GIL EVANS : the lone arranger part 3 of the inaugural S & D Joined Up Jazz Festival in association with Hot Biscuits
GIL EVANS : the lone arranger
part 3 of the inaugural S & D Joined Up Jazz Festival
in association with Hot Biscuits
by Gary Heywood-Everett

photograph by Michael Ochs
In his book, These Jazzmen Of Our Times, Raymond Horricks records that Gil Evans, the modern jazz arranger, pianist and band leader, was born in 1912 in Toronto to Australian parents but moved to San Francisco where he was obsessed as a child by the sounds of jazz. By the late nineteen and twenties, call and response style was a familiar musical motif heard on the early big band 78s and had become an important part of the Fletcher Henderson and even earlier arrangements from Dixieland onwards. Neverthless, Horricks suggests that artists such as Don Redman and Duke Ellington were changing that by becoming increasingly concerned with the sound as well as the naïve structures of jazz, starting to move the arranger’s art more to centre stage.

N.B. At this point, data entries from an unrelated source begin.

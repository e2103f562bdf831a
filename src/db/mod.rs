//! Database module for SQLite operations.
//!
//! This module provides:
//! - Database initialization and migrations
//! - SQLite pragma configuration
//! - Repository layer for database operations

pub mod migrations;
pub mod repo;

pub use migrations::init_db;
pub use repo::{AnomalyReportRow, KeyConflictRow, PositionInsertOutcome, Repository};
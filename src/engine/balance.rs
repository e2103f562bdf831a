//! Balance projector: a member's spendable balance, derived on read.
//!
//! There is no stored balance column anywhere in the engine. The
//! projection is a pure function of ledger contents at call time, which
//! removes the whole "balance drifted from its sources" defect class.

use crate::db::Repository;
use crate::domain::{Amount, EntryCategory, MemberId, TimeMs};
use crate::error::EngineError;
use std::collections::BTreeMap;
use std::sync::Arc;
use tracing::warn;

/// Point-in-time balance projection with a per-category breakdown.
/// Reversals net into the total and appear as their own category line
/// for transparency.
#[derive(Debug, Clone, PartialEq, Eq)]
pub struct BalanceProjection {
    pub member_id: MemberId,
    pub total: Amount,
    pub by_category: BTreeMap<EntryCategory, Amount>,
    pub entry_count: usize,
    pub as_of_ms: TimeMs,
}

#[derive(Clone)]
pub struct BalanceProjector {
    repo: Arc<Repository>,
}

impl BalanceProjector {
    pub fn new(repo: Arc<Repository>) -> Self {
        Self { repo }
    }

    /// Sum a member's entries. Side-effect-free and safe to call
    /// concurrently; requires no locking.
    pub async fn balance(&self, member_id: &MemberId) -> Result<BalanceProjection, EngineError> {
        if self.repo.get_member(member_id).await?.is_none() {
            return Err(EngineError::UnknownMember(member_id.clone()));
        }

        let entries = self
            .repo
            .query_entries_for_member(member_id, None, None)
            .await?;

        let mut total = Amount::from_minor(0);
        let mut by_category: BTreeMap<EntryCategory, Amount> = BTreeMap::new();

        for entry in &entries {
            total = total.checked_add(entry.amount).unwrap_or_else(|| {
                warn!(
                    member_id = %member_id,
                    entry_id = %entry.entry_id,
                    "Balance sum overflowed i64, saturating"
                );
                Amount::from_minor(i64::MAX)
            });

            let slot = by_category
                .entry(entry.category)
                .or_insert(Amount::from_minor(0));
            *slot = slot.checked_add(entry.amount).unwrap_or(*slot);
        }

        Ok(BalanceProjection {
            member_id: member_id.clone(),
            total,
            by_category,
            entry_count: entries.len(),
            as_of_ms: TimeMs::now(),
        })
    }
}

#[cfg(test)]
mod tests {
    use super::*;
    use crate::db::migrations::init_db;
    use crate::domain::{
        EntryMetadata, LedgerEntryDraft, Member, MemberStatus, Tier,
    };
    use crate::engine::ledger::Ledger;
    use tempfile::TempDir;

    async fn setup() -> (BalanceProjector, Ledger, Arc<Repository>, TempDir) {
        let temp_dir = TempDir::new().unwrap();
        let db_path = temp_dir
            .path()
            .join("test.db")
            .to_string_lossy()
            .to_string();
        let pool = init_db(&db_path).await.expect("init_db failed");
        let repo = Arc::new(Repository::new(pool));

        repo.insert_member(&Member::new(
            MemberId::new("m1"),
            MemberStatus::Active,
            Tier::Basic,
            TimeMs::new(0),
        ))
        .await
        .unwrap();

        (
            BalanceProjector::new(repo.clone()),
            Ledger::new(repo.clone()),
            repo,
            temp_dir,
        )
    }

    fn draft(category: EntryCategory, amount: i64, key: &str) -> LedgerEntryDraft {
        let metadata = match category {
            EntryCategory::Deposit => EntryMetadata::Deposit { source: None },
            EntryCategory::PurchaseDebit => EntryMetadata::PurchaseDebit {
                order_ref: None,
                overdraft_allowed: false,
            },
            EntryCategory::Withdrawal => EntryMetadata::Withdrawal { destination: None },
            other => panic!("unsupported test category {}", other),
        };
        LedgerEntryDraft {
            member_id: MemberId::new("m1"),
            category,
            amount: Amount::from_minor(amount),
            idempotency_key: key.to_string(),
            caused_by_entry_id: None,
            metadata,
        }
    }

    #[tokio::test]
    async fn test_empty_ledger_is_zero() {
        let (projector, _ledger, _repo, _temp) = setup().await;

        let projection = projector.balance(&MemberId::new("m1")).await.unwrap();
        assert_eq!(projection.total, Amount::from_minor(0));
        assert!(projection.by_category.is_empty());
        assert_eq!(projection.entry_count, 0);
    }

    #[tokio::test]
    async fn test_total_is_signed_sum() {
        let (projector, ledger, _repo, _temp) = setup().await;

        ledger
            .append(&draft(EntryCategory::Deposit, 1000, "dep:1"))
            .await
            .unwrap();
        ledger
            .append(&draft(EntryCategory::PurchaseDebit, -300, "sk:1"))
            .await
            .unwrap();
        ledger
            .append(&draft(EntryCategory::Withdrawal, -200, "wd:1"))
            .await
            .unwrap();

        let projection = projector.balance(&MemberId::new("m1")).await.unwrap();
        assert_eq!(projection.total, Amount::from_minor(500));
        assert_eq!(
            projection.by_category[&EntryCategory::Deposit],
            Amount::from_minor(1000)
        );
        assert_eq!(
            projection.by_category[&EntryCategory::PurchaseDebit],
            Amount::from_minor(-300)
        );
        assert_eq!(projection.entry_count, 3);
    }

    #[tokio::test]
    async fn test_reversal_restores_prior_balance() {
        let (projector, ledger, _repo, _temp) = setup().await;

        ledger
            .append(&draft(EntryCategory::Deposit, 1000, "dep:1"))
            .await
            .unwrap();
        let before = projector.balance(&MemberId::new("m1")).await.unwrap().total;

        let debit = ledger
            .append(&draft(EntryCategory::PurchaseDebit, -300, "sk:1"))
            .await
            .unwrap()
            .entry()
            .clone();
        ledger.reverse(debit.entry_id, "refund").await.unwrap();

        let projection = projector.balance(&MemberId::new("m1")).await.unwrap();
        assert_eq!(projection.total, before);
        // The reversal is visible in the breakdown.
        assert_eq!(
            projection.by_category[&EntryCategory::Reversal],
            Amount::from_minor(300)
        );
    }

    #[tokio::test]
    async fn test_unknown_member_rejected() {
        let (projector, _ledger, _repo, _temp) = setup().await;

        let err = projector.balance(&MemberId::new("ghost")).await.unwrap_err();
        assert!(matches!(err, EngineError::UnknownMember(_)));
    }
}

Don Redman’s work with McKinney’s Cotton Pickers for example was employing advanced conceptions of harmony, see for example his bizarre and expressionistic work on Chant Of The Weed in 1931 with its strange other-worldly and drug-laden atmosphere. Similarly, and at the same time, Duke Ellington was conducting his own experiments in style with Creole Rhapsody which showed an expressive musical curiosity through the use of exotic and dream-like harmonies drawn from Ravel, Delius and Debussy. The fact that the Ellington piece had almost-classical music ‘movements’ interested Gil Evans as a way of structuring jazz compositions and these pieces amongst others influenced him in his formative years, leaving a lasting impression that would impact on his later arrangements.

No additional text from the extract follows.